__Work instructions__:
Both the line below containing "composer from configuration." and the line containing "mod handler;", along with every line between them, should be repeated exactly; no other line belongs in the answer.

__Records provided__:
____

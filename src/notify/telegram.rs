//! Telegram Bot API delivery implementation.

use serde::Serialize;
use url::Url;

use crate::registry::SubscriberId;
use crate::transport::{HttpClient, HttpRequest};

use super::{DeliveryError, Notifier};

/// Delivers notices as Telegram messages via the Bot API `sendMessage` call.
///
/// Subscriber identifiers are Telegram chat ids. Any transport failure or
/// non-2xx response is a [`DeliveryError`]; the Bot API's error payloads
/// are logged but not interpreted.
///
/// # Type Parameters
///
/// * `H` - The [`HttpClient`] implementation
#[derive(Debug, Clone)]
pub struct TelegramNotifier<H> {
    client: H,
    endpoint: Url,
}

/// Request body for the `sendMessage` call.
#[derive(Serialize)]
struct SendMessage<'a> {
    chat_id: i64,
    text: &'a str,
}

impl<H> TelegramNotifier<H> {
    /// Creates a notifier for the given API base and bot token.
    ///
    /// The default API base is `https://api.telegram.org`; a custom base
    /// supports self-hosted Bot API servers and tests.
    ///
    /// # Errors
    ///
    /// Returns [`DeliveryError::Endpoint`] if the base URL cannot carry
    /// path segments (e.g. a non-hierarchical URL).
    pub fn new(client: H, api_base: &Url, token: &str) -> Result<Self, DeliveryError> {
        // Bot tokens contain ':', which `Url::join` would parse as a scheme
        // separator; the path must be extended segment-wise.
        let mut endpoint = api_base.clone();
        endpoint
            .path_segments_mut()
            .map_err(|()| DeliveryError::Endpoint(format!("cannot append a path to '{api_base}'")))?
            .pop_if_empty()
            .push(&format!("bot{token}"))
            .push("sendMessage");

        Ok(Self { client, endpoint })
    }

    /// Returns the resolved `sendMessage` endpoint.
    #[must_use]
    pub const fn endpoint(&self) -> &Url {
        &self.endpoint
    }
}

#[cfg(test)]
#[path = "telegram_tests.rs"]
mod tests;

impl<H: HttpClient> Notifier for TelegramNotifier<H> {
    async fn deliver(&self, subscriber: SubscriberId, text: &str) -> Result<(), DeliveryError> {
        let body = serde_json::to_vec(&SendMessage {
            chat_id: subscriber.value(),
            text,
        })
        .map_err(|e| DeliveryError::Endpoint(e.to_string()))?;

        let request = HttpRequest::post(self.endpoint.clone())
            .with_header(
                ::http::header::CONTENT_TYPE,
                ::http::HeaderValue::from_static("application/json"),
            )
            .with_body(body);

        let response = self.client.request(request).await?;

        if response.is_success() {
            return Ok(());
        }

        Err(DeliveryError::Rejected {
            status: response.status,
            body: response.body_text().map(ToString::to_string),
        })
    }
}
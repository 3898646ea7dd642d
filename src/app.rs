//! Application startup and utilities.
//!
//! This module contains exit codes, tracing setup, and error hints
//! that support the main entry point.

use taskwatch::config::ConfigError;
use tracing::Level;
use tracing_subscriber::EnvFilter;

/// Application exit codes.
pub mod exit_code {
    use std::process::ExitCode;

    /// Success (exit code 0).
    pub const SUCCESS: ExitCode = ExitCode::SUCCESS;

    /// Configuration error (exit code 1) - invalid args, missing required fields, etc.
    pub const CONFIG_ERROR: ExitCode = ExitCode::FAILURE;

    /// Runtime error (exit code 2) - network failure, API error, etc.
    ///
    /// Note: This is a function rather than a constant because `ExitCode::from()` is not `const fn`.
    pub fn runtime_error() -> ExitCode {
        ExitCode::from(2)
    }
}

/// Prints helpful hints for common configuration errors.
pub fn print_config_hint(error: &ConfigError) {
    match error {
        ConfigError::MissingRequired { .. } | ConfigError::FileRead { .. } => {
            eprintln!("\nRun 'taskwatch init' to generate a configuration template.");
        }
        _ => {}
    }
}

/// Sets up the tracing subscriber for logging.
pub fn setup_tracing(verbose: bool) {
    let level = if verbose { Level::DEBUG } else { Level::INFO };

    let filter = EnvFilter::builder()
        .with_default_directive(level.into())
        .from_env_lossy();

    tracing_subscriber::fmt()
        .with_env_filter(filter)
        .with_target(false)
        .init();
}
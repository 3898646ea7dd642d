//! Production HTTP client implementation using reqwest.

use super::{HttpClient, HttpError, HttpRequest, HttpResponse};

/// Production HTTP client using reqwest.
///
/// This is a thin wrapper around `reqwest::Client` that implements the
/// [`HttpClient`] trait. It inherits reqwest's default configuration
/// including connection pooling; per-request timeouts come from
/// [`HttpRequest::timeout`].
#[derive(Debug, Clone)]
pub struct ReqwestClient {
    inner: reqwest::Client,
}

impl ReqwestClient {
    /// Creates a new HTTP client with default configuration.
    #[must_use]
    pub fn new() -> Self {
        Self {
            inner: reqwest::Client::new(),
        }
    }

    /// Creates an HTTP client from an existing reqwest client.
    ///
    /// Useful when you need custom configuration (proxies, TLS, etc.).
    #[must_use]
    pub const fn from_client(client: reqwest::Client) -> Self {
        Self { inner: client }
    }
}

impl Default for ReqwestClient {
    fn default() -> Self {
        Self::new()
    }
}

impl HttpClient for ReqwestClient {
    async fn request(&self, req: HttpRequest) -> Result<HttpResponse, HttpError> {
        // Build the reqwest request
        let mut builder = self.inner.request(req.method, req.url.as_str());

        for (name, value) in &req.headers {
            builder = builder.header(name, value);
        }

        if let Some(body) = req.body {
            builder = builder.body(body);
        }

        if let Some(timeout) = req.timeout {
            builder = builder.timeout(timeout);
        }

        // Send the request
        let response = builder.send().await.map_err(|e| {
            if e.is_timeout() {
                HttpError::Timeout
            } else if e.is_builder() {
                HttpError::InvalidUrl(e.to_string())
            } else {
                HttpError::Connection(Box::new(e))
            }
        })?;

        // Extract response parts
        let status = response.status();
        let headers = response.headers().clone();
        let body = response
            .bytes()
            .await
            .map_err(|e| HttpError::Connection(Box::new(e)))?
            .to_vec();

        Ok(HttpResponse::new(status, headers, body))
    }
}
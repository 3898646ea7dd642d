//! Default values for configuration options.
//!
//! Centralized constants to avoid magic numbers scattered across the codebase.

use std::time::Duration;

/// Default polling interval in seconds.
pub const POLL_INTERVAL_SECS: u64 = 60;

/// Default per-request fetch timeout in seconds.
pub const FETCH_TIMEOUT_SECS: u64 = 30;

/// Default subscriber registry file name.
pub const REGISTRY_FILE: &str = "subscribers.json";

/// Default Telegram Bot API base URL.
pub const API_BASE: &str = "https://api.telegram.org";

/// Default polling interval as Duration.
#[must_use]
pub const fn poll_interval() -> Duration {
    Duration::from_secs(POLL_INTERVAL_SECS)
}

/// Default fetch timeout as Duration.
#[must_use]
pub const fn fetch_timeout() -> Duration {
    Duration::from_secs(FETCH_TIMEOUT_SECS)
}
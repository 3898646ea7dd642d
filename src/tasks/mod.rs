//! Task list types and change detection.
//!
//! This module provides:
//! - [`TaskList`]: an ordered, order-sensitive sequence of task lines
//! - [`TaskList::normalize`]: turning raw fetched text into a comparable list
//! - [`has_changed`]: pure content comparison against the last-known list

mod change;
mod list;


pub use change::has_changed;
pub use list::TaskList;
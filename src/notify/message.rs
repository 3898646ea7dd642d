//! Change and failure notice composition.

use std::fmt;

use handlebars::Handlebars;
use serde::Serialize;

use crate::tasks::TaskList;

/// Marker text used when the task list is empty.
const NO_TASKS: &str = "No tasks.";

/// Composes the notice texts delivered to subscribers.
///
/// The default change notice is the new list prefixed with a header, or an
/// explicit "no tasks" marker when the list is empty. An optional
/// Handlebars template overrides the default; template syntax is validated
/// at config load, so a render failure here falls back to the default
/// with a warning rather than failing the delivery round.
///
/// # Template Context
///
/// - `tasks`: array of task line strings
/// - `count`: number of tasks
/// - `empty`: whether the list is empty
#[derive(Debug, Clone, Default)]
pub struct MessageComposer {
    template: Option<String>,
}

/// Template data for rendering the change notice.
#[derive(Serialize)]
struct TemplateData<'a> {
    tasks: Vec<&'a str>,
    count: usize,
    empty: bool,
}

impl MessageComposer {
    /// Creates a composer using the built-in notice texts.
    #[must_use]
    pub const fn new() -> Self {
        Self { template: None }
    }

    /// Sets a Handlebars template for the change notice.
    #[must_use]
    pub fn with_template(mut self, template: impl Into<String>) -> Self {
        self.template = Some(template.into());
        self
    }

    /// Composes the notice sent when the task list has changed.
    #[must_use]
    pub fn change_notice(&self, tasks: &TaskList) -> String {
        if let Some(template) = &self.template {
            match self.render(template, tasks) {
                Ok(rendered) => return rendered,
                Err(e) => {
                    tracing::warn!("Notice template failed to render, using default: {e}");
                }
            }
        }

        if tasks.is_empty() {
            format!("Task list changed:\n{NO_TASKS}")
        } else {
            format!("Task list changed:\n{tasks}")
        }
    }

    /// Composes the notice sent when a cycle's fetch failed.
    #[must_use]
    pub fn failure_notice(&self, error: &impl fmt::Display) -> String {
        format!("Task list check failed: {error}")
    }

    fn render(&self, template: &str, tasks: &TaskList) -> Result<String, handlebars::RenderError> {
        let data = TemplateData {
            tasks: tasks.iter().collect(),
            count: tasks.len(),
            empty: tasks.is_empty(),
        };

        Handlebars::new().render_template(template, &data)
    }
}
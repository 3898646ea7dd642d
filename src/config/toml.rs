//! TOML configuration file parsing.
//!
//! Defines the structure of the configuration file with serde.

use std::path::Path;

use serde::Deserialize;

use super::ConfigError;

/// Root configuration structure from TOML file.
///
/// All fields are optional to allow partial configuration
/// that can be merged with CLI arguments.
#[derive(Debug, Default, Deserialize)]
#[serde(deny_unknown_fields)]
pub struct TomlConfig {
    /// Task list source configuration section
    #[serde(default)]
    pub source: SourceSection,

    /// Monitoring configuration section
    #[serde(default)]
    pub monitor: MonitorSection,

    /// Notification delivery configuration section
    #[serde(default)]
    pub notify: NotifySection,
}

/// Task list source configuration section.
#[derive(Debug, Default, Deserialize)]
#[serde(deny_unknown_fields)]
pub struct SourceSection {
    /// Task list URL
    pub url: Option<String>,

    /// Per-request fetch timeout in seconds
    pub timeout: Option<u64>,
}

/// Monitoring configuration section.
#[derive(Debug, Default, Deserialize)]
#[serde(deny_unknown_fields)]
pub struct MonitorSection {
    /// Polling interval in seconds
    pub poll_interval: Option<u64>,

    /// Path to the subscriber registry file
    pub registry_file: Option<String>,
}

/// Notification delivery configuration section.
#[derive(Debug, Default, Deserialize)]
#[serde(deny_unknown_fields)]
pub struct NotifySection {
    /// Telegram bot token
    pub token: Option<String>,

    /// Telegram Bot API base URL
    pub api_base: Option<String>,

    /// Handlebars template for the change notice
    pub message_template: Option<String>,
}

impl TomlConfig {
    /// Loads configuration from a TOML file.
    ///
    /// # Errors
    ///
    /// Returns an error if the file cannot be read or parsed.
    pub fn load(path: &Path) -> Result<Self, ConfigError> {
        let content = std::fs::read_to_string(path).map_err(|e| ConfigError::FileRead {
            path: path.to_path_buf(),
            source: e,
        })?;

        Self::parse(&content)
    }

    /// Parses configuration from a TOML string.
    ///
    /// # Errors
    ///
    /// Returns an error if the TOML is invalid.
    pub fn parse(content: &str) -> Result<Self, ConfigError> {
        toml::from_str(content).map_err(ConfigError::from)
    }
}

/// Generates a default configuration file with comments.
#[must_use]
pub fn default_config_template() -> String {
    r#"# Taskwatch Configuration File

[source]
# Task list URL (required)
# url = "https://example.com/tasks.txt"

# Per-request fetch timeout in seconds (default: 30)
# timeout = 30

[monitor]
# Polling interval in seconds (default: 60)
poll_interval = 60

# Path to the subscriber registry file (default: subscribers.json)
# Supports ~ expansion.
# registry_file = "~/.taskwatch/subscribers.json"

[notify]
# Telegram bot token (required for the broadcast daemon)
# token = "123456:ABC-DEF"

# Telegram Bot API base URL (default: https://api.telegram.org)
# api_base = "https://api.telegram.org"

# Handlebars template for the change notice
# Available variables: {{tasks}} (list), {{count}}, {{empty}}
# message_template = "Tasks ({{count}}):\n{{#each tasks}}{{this}}\n{{/each}}"
"#
    .to_string()
}
//! Error types for notification delivery.

use thiserror::Error;

use crate::transport::HttpError;

/// Error type for delivering a notice to a subscriber.
///
/// The dispatcher treats every variant the same way: the subscriber is
/// unreachable and is pruned from the registry. The variants exist for
/// logging, not for differentiated recovery.
#[derive(Debug, Error)]
pub enum DeliveryError {
    /// The HTTP request to the delivery endpoint failed.
    #[error("Delivery request failed: {0}")]
    Http(#[from] HttpError),

    /// The delivery endpoint rejected the message (blocked bot, unknown
    /// chat id, malformed request).
    #[error("Delivery rejected with status {status}")]
    Rejected {
        /// The non-2xx status code returned.
        status: ::http::StatusCode,
        /// Response body, if it was text (for logging).
        body: Option<String>,
    },

    /// The delivery endpoint URL could not be constructed.
    ///
    /// Indicates a configuration problem (bad API base or token), not a
    /// per-subscriber failure.
    #[error("Invalid delivery endpoint: {0}")]
    Endpoint(String),
}
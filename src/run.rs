//! Application execution logic.
//!
//! This module dispatches the parsed command: the broadcast daemon,
//! the plain watch loop, one-shot task listing, and registry edits.

use thiserror::Error;
use tokio::signal;
use tokio_stream::{StreamExt, wrappers::IntervalStream};

use taskwatch::broadcast::Broadcaster;
use taskwatch::config::{Command, ValidatedConfig, write_default_config};
use taskwatch::monitor::{ChangeHandler, PollingLoop};
use taskwatch::notify::{DeliveryError, MessageComposer, TelegramNotifier};
use taskwatch::registry::{
    FileRegistryStore, LoadResult, RegistryStore, StoreError, SubscriberId, SubscriberSet,
};
use taskwatch::source::{FetchError, HttpTaskSource, TaskSource};
use taskwatch::tasks::TaskList;
use taskwatch::transport::ReqwestClient;

#[cfg(test)]
#[path = "run_tests.rs"]
mod tests;

/// Error type for runtime execution failures.
#[derive(Debug, Error)]
pub enum RunError {
    /// The broadcast daemon needs a bot token.
    #[error("Missing bot token. Use --token or set notify.token in config file")]
    MissingToken,

    /// The API base and token do not form a valid delivery endpoint.
    #[error("Failed to build delivery endpoint: {0}")]
    Endpoint(#[source] DeliveryError),

    /// A one-shot fetch failed.
    #[error("Failed to fetch task list: {0}")]
    Fetch(#[source] FetchError),

    /// A registry edit could not be persisted.
    #[error("Failed to save registry: {0}")]
    RegistrySave(#[source] StoreError),

    /// Writing the configuration template failed.
    #[error(transparent)]
    Config(#[from] taskwatch::config::ConfigError),
}

/// Executes the selected command.
///
/// `None` runs the broadcast daemon until a shutdown signal.
///
/// # Errors
///
/// Returns an error if:
/// - The broadcast daemon is started without a bot token
/// - The delivery endpoint cannot be built from the API base and token
/// - A one-shot fetch or registry edit fails
///
/// # Coverage Note
///
/// Excluded from coverage because it requires a real async runtime with
/// signal handling; the per-command helpers carry the testable logic.
#[cfg(not(tarpaulin_include))]
pub async fn execute(config: ValidatedConfig, command: Option<Command>) -> Result<(), RunError> {
    match command {
        None => run_broadcast(config).await,
        Some(Command::Watch) => run_watch(config).await,
        Some(Command::Tasks) => run_tasks(config).await,
        Some(Command::Subscribe { id }) => run_subscription_edit(&config, id, true).await,
        Some(Command::Unsubscribe { id }) => run_subscription_edit(&config, id, false).await,
        // Normally handled before config load; kept total for direct callers.
        Some(Command::Init { output }) => {
            write_default_config(&output)?;
            println!("Configuration template written to: {}", output.display());
            Ok(())
        }
    }
}

/// Runs the broadcast daemon: poll, detect changes, notify subscribers.
///
/// Excluded from coverage - requires signal handling.
#[cfg(not(tarpaulin_include))]
async fn run_broadcast(config: ValidatedConfig) -> Result<(), RunError> {
    let token = resolve_token(&config)?;

    let client = ReqwestClient::new();
    let source = HttpTaskSource::new(client.clone(), config.url.clone())
        .with_timeout(config.fetch_timeout);
    let notifier =
        TelegramNotifier::new(client, &config.api_base, token).map_err(RunError::Endpoint)?;

    let store = FileRegistryStore::new(&config.registry_file);
    tracing::info!("Registry file: {}", store.path().display());
    let subscribers = load_registry(&store);

    if config.dry_run {
        tracing::info!("Dry-run mode enabled - notices will be logged but not delivered");
    }

    let mut broadcaster = Broadcaster::new(source, notifier, store, subscribers)
        .with_composer(composer_from(&config))
        .with_dry_run(config.dry_run);

    tracing::info!(
        "Broadcast daemon started (interval: {}s)",
        config.poll_interval.as_secs()
    );

    let mut ticker = IntervalStream::new(tokio::time::interval(config.poll_interval));
    let shutdown = shutdown_signal();
    tokio::pin!(shutdown);

    loop {
        tokio::select! {
            biased;

            () = &mut shutdown => {
                tracing::info!("Shutdown signal received, stopping...");
                return Ok(());
            }

            _ = ticker.next() => {
                broadcaster.run_cycle().await;
            }
        }
    }
}

/// Runs the plain polling loop, printing changes without notifying anyone.
///
/// Excluded from coverage - requires signal handling.
#[cfg(not(tarpaulin_include))]
async fn run_watch(config: ValidatedConfig) -> Result<(), RunError> {
    let client = ReqwestClient::new();
    let source = HttpTaskSource::new(client, config.url.clone()).with_timeout(config.fetch_timeout);

    let poller = PollingLoop::new(source, config.poll_interval);
    let handle = poller.stop_handle();

    tracing::info!(
        "Watching {} (interval: {}s)",
        config.url,
        config.poll_interval.as_secs()
    );

    let task = tokio::spawn(poller.run(PrintHandler));

    shutdown_signal().await;
    tracing::info!("Shutdown signal received, stopping...");
    handle.stop();

    // The loop finishes its in-flight cycle before observing the stop.
    let _ = task.await;
    Ok(())
}

/// Fetches the task list once and prints it.
async fn run_tasks(config: ValidatedConfig) -> Result<(), RunError> {
    let client = ReqwestClient::new();
    let source = HttpTaskSource::new(client, config.url.clone()).with_timeout(config.fetch_timeout);

    let raw = source.fetch_text().await.map_err(RunError::Fetch)?;
    let tasks = TaskList::normalize(&raw);

    println!("{}", render_tasks(&tasks));
    Ok(())
}

/// Adds or removes a subscriber and reports the outcome.
async fn run_subscription_edit(
    config: &ValidatedConfig,
    id: SubscriberId,
    subscribe: bool,
) -> Result<(), RunError> {
    let store = FileRegistryStore::new(&config.registry_file);
    let change = apply_subscription(&store, id, subscribe).await?;

    match change {
        SubscriptionChange::Added => println!("Subscribed {id}"),
        SubscriptionChange::AlreadySubscribed => println!("{id} is already subscribed"),
        SubscriptionChange::Removed => println!("Unsubscribed {id}"),
        SubscriptionChange::NotSubscribed => println!("{id} was not subscribed"),
    }

    Ok(())
}

/// Outcome of a registry edit.
#[derive(Debug, Clone, Copy, PartialEq, Eq)]
enum SubscriptionChange {
    Added,
    AlreadySubscribed,
    Removed,
    NotSubscribed,
}

/// Loads, mutates, and persists the subscriber set.
///
/// The set is only written back when the edit actually changed it.
async fn apply_subscription<R: RegistryStore>(
    store: &R,
    id: SubscriberId,
    subscribe: bool,
) -> Result<SubscriptionChange, RunError> {
    let mut set = load_registry(store);

    let change = if subscribe {
        if set.subscribe(id) {
            SubscriptionChange::Added
        } else {
            SubscriptionChange::AlreadySubscribed
        }
    } else if set.unsubscribe(id) {
        SubscriptionChange::Removed
    } else {
        SubscriptionChange::NotSubscribed
    };

    if matches!(
        change,
        SubscriptionChange::Added | SubscriptionChange::Removed
    ) {
        store.save(&set).await.map_err(RunError::RegistrySave)?;
    }

    Ok(change)
}

/// Resolves the bot token for the broadcast daemon.
///
/// Dry-run never delivers anything, so it may run without credentials;
/// a real run without a token is refused.
fn resolve_token(config: &ValidatedConfig) -> Result<&str, RunError> {
    match config.token.as_deref() {
        Some(token) => Ok(token),
        None if config.dry_run => Ok(""),
        None => Err(RunError::MissingToken),
    }
}

/// Loads the subscriber set, degrading gracefully on read problems.
fn load_registry(store: &impl RegistryStore) -> SubscriberSet {
    match store.load() {
        LoadResult::Loaded(set) => {
            tracing::info!("Loaded {} subscriber(s)", set.len());
            set
        }
        LoadResult::NotFound => {
            tracing::info!("No registry file found, starting with an empty set");
            SubscriberSet::new()
        }
        LoadResult::Corrupted { reason } => {
            tracing::warn!("Registry file corrupted ({reason}), will overwrite on next save");
            SubscriberSet::new()
        }
    }
}

/// Builds the notice composer from configuration.
fn composer_from(config: &ValidatedConfig) -> MessageComposer {
    config.message_template.as_ref().map_or_else(
        MessageComposer::new,
        |template| MessageComposer::new().with_template(template),
    )
}

/// Renders a task list for terminal output.
fn render_tasks(tasks: &TaskList) -> String {
    if tasks.is_empty() {
        "No tasks.".to_string()
    } else {
        tasks.to_string()
    }
}

/// Change handler for the watch command: prints the new list.
struct PrintHandler;

impl ChangeHandler for PrintHandler {
    type Error = std::convert::Infallible;

    async fn on_change(&mut self, tasks: TaskList) -> Result<(), Self::Error> {
        println!("Task list changed:\n{}", render_tasks(&tasks));
        Ok(())
    }
}

/// Returns a future that completes when a shutdown signal is received.
///
/// Excluded from coverage - requires OS signal handling.
#[cfg(not(tarpaulin_include))]
async fn shutdown_signal() {
    let ctrl_c = async {
        signal::ctrl_c()
            .await
            .expect("Failed to install Ctrl+C handler");
    };

    #[cfg(unix)]
    let terminate = async {
        signal::unix::signal(signal::unix::SignalKind::terminate())
            .expect("Failed to install SIGTERM handler")
            .recv()
            .await;
    };

    #[cfg(not(unix))]
    let terminate = std::future::pending::<()>();

    tokio::select! {
        () = ctrl_c => {}
        () = terminate => {}
    }
}
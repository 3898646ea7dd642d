//! The polling loop driving periodic fetch/compare cycles.
//!
//! This module provides:
//! - [`PollingLoop`]: the fetch → normalize → compare → notify loop
//! - [`StopHandle`]: cooperative cancellation from any task
//! - [`ChangeHandler`] / [`NoopHandler`]: the change callback abstraction

mod handler;
mod poller;

pub use handler::{ChangeHandler, NoopHandler};
pub use poller::{PollingLoop, StopHandle};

____

__Finished exercise__:
/// Builds the notice composer from configuration.
fn composer_from(config: &ValidatedConfig) -> MessageComposer {
    config.message_template.as_ref().map_or_else(
        MessageComposer::new,
        |template| MessageComposer::new().with_template(template),
    )
}

/// Renders a task list for terminal output.
fn render_tasks(tasks: &TaskList) -> String {
    if tasks.is_empty() {
        "No tasks.".to_string()
    } else {
        tasks.to_string()
    }
}

/// Change handler for the watch command: prints the new list.
struct PrintHandler;

impl ChangeHandler for PrintHandler {
    type Error = std::convert::Infallible;

    async fn on_change(&mut self, tasks: TaskList) -> Result<(), Self::Error> {
        println!("Task list changed:\n{}", render_tasks(&tasks));
        Ok(())
    }
}

/// Returns a future that completes when a shutdown signal is received.
///
/// Excluded from coverage - requires OS signal handling.
#[cfg(not(tarpaulin_include))]
async fn shutdown_signal() {
    let ctrl_c = async {
        signal::ctrl_c()
            .await
            .expect("Failed to install Ctrl+C handler");
    };

    #[cfg(unix)]
    let terminate = async {
        signal::unix::signal(signal::unix::SignalKind::terminate())
            .expect("Failed to install SIGTERM handler")
            .recv()
            .await;
    };

    #[cfg(not(unix))]
    let terminate = std::future::pending::<()>();

    tokio::select! {
        () = ctrl_c => {}
        () = terminate => {}
    }
}
repository 3898646ea7dd642d
//! The polling loop driving periodic fetch/compare cycles.
//!
//! This module provides:
//! - [`PollingLoop`]: the fetch → normalize → compare → notify loop
//! - [`StopHandle`]: cooperative cancellation from any task
//! - [`ChangeHandler`] / [`NoopHandler`]: the change callback abstraction

mod handler;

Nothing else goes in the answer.